I used to read the London Metro newspaper on my way to work every morning. By the time I got off the train at Waterloo I’d be more depressed than when I get on. Bad news sells and the paper would always be full of such awful stories. ISIS had gone and chopped someone’s head off again, Israel and Palestine were busy shooting each other, there always seemed to be a gory murder on British soil and usually another teen had been stabbed in London. The world looks positively terrifying by the time you’ve finished with the news. The problem is, if we spend 90% of our energy concentrating on the bad stories, the evil people and the hateful actions of a small minority, we forget that the rest of the world is full of people who are a positively lovely and helpful bunch.

A school I visited in Sumatra (and clearly made a good impression in), Indonesia September 2016

Not only did the other bike touring blogs make me think it wasn’t too dangerous to cycle around the world, they also made me think that it wasn’t too difficult. I hope my blog has made the feat seem doable because, at the end of the day, if I could do it – the man who had never cycled more than 10 miles before leaving home – then I suspect most could.

An Iranian family that invited me for lunch. Here you can clearly see the wrong size spare tyre that I carried for an embarrassing amount of time! August 2015

If you don’t believe me, let’s quickly run through some of my finer moments:

I had to walk down a mountain 3 months into my trip because I didn’t know how to tighten my brakes. I washed my chain in sea water and then wondered why it was rusty the next morning.
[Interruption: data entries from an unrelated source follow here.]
//! Match-day setup: one formation board per side plus squad-size selection.
//!
//! Changing the squad size swaps both sides onto the matching formation
//! template and refills their rosters from the player pool. Each side's
//! board is independent; edits to one never touch the other.

use schemars::JsonSchema;
use serde::{Deserialize, Serialize};

use crate::board::FormationBoard;
use crate::error::{BoardError, Result};
use crate::formation::{classic_442, for_squad_size, MAX_SQUAD_SIZE, MIN_SQUAD_SIZE};
use crate::models::player::Player;

/// Which team's board is being edited.
#[derive(Debug, Clone, Copy, PartialEq, Eq, Default, Serialize, Deserialize, JsonSchema)]
#[serde(rename_all = "lowercase")]
pub enum TeamSide {
    #[default]
    Home,
    Away,
}

impl TeamSide {
    #[inline]
    pub const fn opponent(&self) -> TeamSide {
        match self {
            TeamSide::Home => TeamSide::Away,
            TeamSide::Away => TeamSide::Home,
        }
    }

    pub const fn label(&self) -> &'static str {
        match self {
            TeamSide::Home => "Home",
            TeamSide::Away => "Away",
        }
    }
}

/// Board state for one match: both sides, the shared player pool and the
/// side currently on screen.
#[derive(Debug, Clone)]
pub struct MatchdaySetup {
    squad_id: String,
    player_pool: Vec<Player>,
    squad_size: u8,
    active_side: TeamSide,
    home: FormationBoard,
    away: FormationBoard,
}

impl MatchdaySetup {
    /// Start at eleven-a-side on the classic 4-4-2. A pool shorter than the
    /// squad size just fields a short bench.
    pub fn new(squad_id: &str, player_pool: Vec<Player>) -> Self {
        let formation = classic_442();
        let size = formation.squad_size();
        let starters: Vec<Player> = player_pool.iter().take(size as usize).cloned().collect();
        let home = FormationBoard::new(starters.clone(), formation.clone());
        let away = FormationBoard::new(starters, formation);
        log::info!("matchday setup created for squad {} ({}p)", squad_id, size);
        MatchdaySetup {
            squad_id: squad_id.to_string(),
            player_pool,
            squad_size: size,
            active_side: TeamSide::default(),
            home,
            away,
        }
    }

    /// Switch both sides to the template for `size` players. Rebuilds both
    /// boards from the pool, so all placements and any open drag are gone.
    pub fn set_squad_size(&mut self, size: u8) -> Result<()> {
        if !(MIN_SQUAD_SIZE..=MAX_SQUAD_SIZE).contains(&size) {
            return Err(BoardError::InvalidSquadSize { size });
        }
        let formation = for_squad_size(size).ok_or(BoardError::InvalidSquadSize { size })?;

        let starters: Vec<Player> =
            self.player_pool.iter().take(size as usize).cloned().collect();
        self.home.reinitialize(starters.clone(), formation.clone());
        self.away.reinitialize(starters, formation);
        self.squad_size = size;
        log::info!("squad size set to {} for squad {}", size, self.squad_id);
        Ok(())
    }

    pub fn squad_id(&self) -> &str {
        &self.squad_id
    }

    pub fn squad_size(&self) -> u8 {
        self.squad_size
    }

    pub fn active_side(&self) -> TeamSide {
        self.active_side
    }

    pub fn set_active_side(&mut self, side: TeamSide) {
        self.active_side = side;
    }

    pub fn board(&self, side: TeamSide) -> &FormationBoard {
        match side {
            TeamSide::Home => &self.home,
            TeamSide::Away => &self.away,
        }
    }

    pub fn board_mut(&mut self, side: TeamSide) -> &mut FormationBoard {
        match side {
            TeamSide::Home => &mut self.home,
            TeamSide::Away => &mut self.away,
        }
    }

    pub fn active_board(&self) -> &FormationBoard {
        self.board(self.active_side)
    }

    pub fn active_board_mut(&mut self) -> &mut FormationBoard {
        self.board_mut(self.active_side)
    }
}

#[cfg(test)]
mod tests {
    use super::*;
    use crate::models::player::default_roster;
    use crate::pitch::{Point, Rect};

    fn setup() -> MatchdaySetup {
        MatchdaySetup::new("squad-1", default_roster())
    }

    #[test]
    fn test_new_setup_is_eleven_a_side() {
        let setup = setup();
        assert_eq!(setup.squad_size(), 11);
        assert_eq!(setup.active_side(), TeamSide::Home);
        assert_eq!(setup.board(TeamSide::Home).formation().name, "4-4-2");
        assert_eq!(setup.board(TeamSide::Away).formation().name, "4-4-2");
        assert_eq!(setup.board(TeamSide::Home).roster().len(), 11);
    }

    #[test]
    fn test_set_squad_size_switches_both_boards() {
        let mut setup = setup();
        setup.set_squad_size(7).unwrap();

        assert_eq!(setup.squad_size(), 7);
        for side in [TeamSide::Home, TeamSide::Away] {
            let board = setup.board(side);
            assert_eq!(board.slots().len(), 7, "{} side", side.label());
            assert_eq!(board.roster().len(), 7, "{} side", side.label());
            assert_eq!(board.assigned_count(), 0, "{} side", side.label());
        }
    }

    #[test]
    fn test_set_squad_size_rejects_out_of_range() {
        let mut setup = setup();
        for size in [0u8, 4, 12] {
            let err = setup.set_squad_size(size).unwrap_err();
            assert!(matches!(err, BoardError::InvalidSquadSize { size: s } if s == size));
        }
        assert_eq!(setup.squad_size(), 11, "failed change must not stick");
    }

    #[test]
    fn test_sides_are_independent() {
        let mut setup = setup();
        setup.set_squad_size(5).unwrap();

        let board = setup.board_mut(TeamSide::Home);
        board.set_slot_rect("GK", Rect::new(0.0, 0.0, 48.0, 48.0));
        board.begin_drag("1", None).unwrap();
        board.update_drag(Point::new(24.0, 24.0));
        board.end_drag();

        assert_eq!(setup.board(TeamSide::Home).assigned_count(), 1);
        assert_eq!(setup.board(TeamSide::Away).assigned_count(), 0);
    }

    #[test]
    fn test_active_side_selection() {
        let mut setup = setup();
        assert_eq!(setup.active_side(), TeamSide::Home);
        setup.set_active_side(TeamSide::Away);
        assert_eq!(setup.active_side(), TeamSide::Away);
        setup.set_active_side(setup.active_side().opponent());
        assert_eq!(setup.active_side(), TeamSide::Home);
    }

    #[test]
    fn test_short_pool_fields_short_bench() {
        let pool: Vec<Player> = default_roster().into_iter().take(6).collect();
        let setup = MatchdaySetup::new("squad-2", pool);
        assert_eq!(setup.board(TeamSide::Home).roster().len(), 6);
        assert_eq!(setup.board(TeamSide::Home).slots().len(), 11);
    }

    #[test]
    fn test_opponent_is_an_involution() {
        for side in [TeamSide::Home, TeamSide::Away] {
            assert_eq!(side.opponent().opponent(), side);
            assert_ne!(side.opponent(), side);
        }
    }
}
I cycled all the way to Denmark (completely lost much of the time) before learning that I could use offline maps on my phone. I carried the wrong size spare chain for 9 months and an extra tyre that was also the wrong size for a good month. I complained about my camping stove not standing up properly for 3 months before I realised that its legs folded out.

If I can do it, you probably can to.

The final picture from the tour. Me at Admiralty Arch in London. December 2017

I hope to be back on my bike one day in the future. Let’s just see what happens.

Hopefully I’ll find time to put some of the footage together from this trip into a series of videos that I can share at some point later in the year.

Until then, cheers for coming along for the ride!


9 thoughts on “Around The World By Bicycle: Afterthoughts (16/01/15-17/12/17)

  1. Hi JKB. I have just read your last blog and, let me say, that we all think that what you achieved was amazing. Seriously think about the book because you have a wonderful way of making us laugh, cry and experience life with you. Thank you, I shall miss your blogs


  2. Wonderful blog. Wonderful trip. Fantastic inspiration.
    Many thanks.
    I think I discovered you because you were looking for hosts in Australia? So sad you never met us in Perth. Maybe next time. Always welcome 😉

    You are doing the right thing establishing your life again. We love travel passionately but it is true there is more to life than travel – there are even things more wonderful than travel. I hope you enjoy discovering them 😉

    Good journey.


  3. Hey! I must have read only two of your posts. One in the middle of your trip and this one now. But I enjoyed both of them and really like your way of seeing things now that you are done with the trip. I hope you can continue to remain positive all along and if you ever loose this spirit. It’ll be time to get reminded of it by hoping onto your bike again. I really enjoyed your writing. Congrats on what you’ve done. You are truly an amazing person!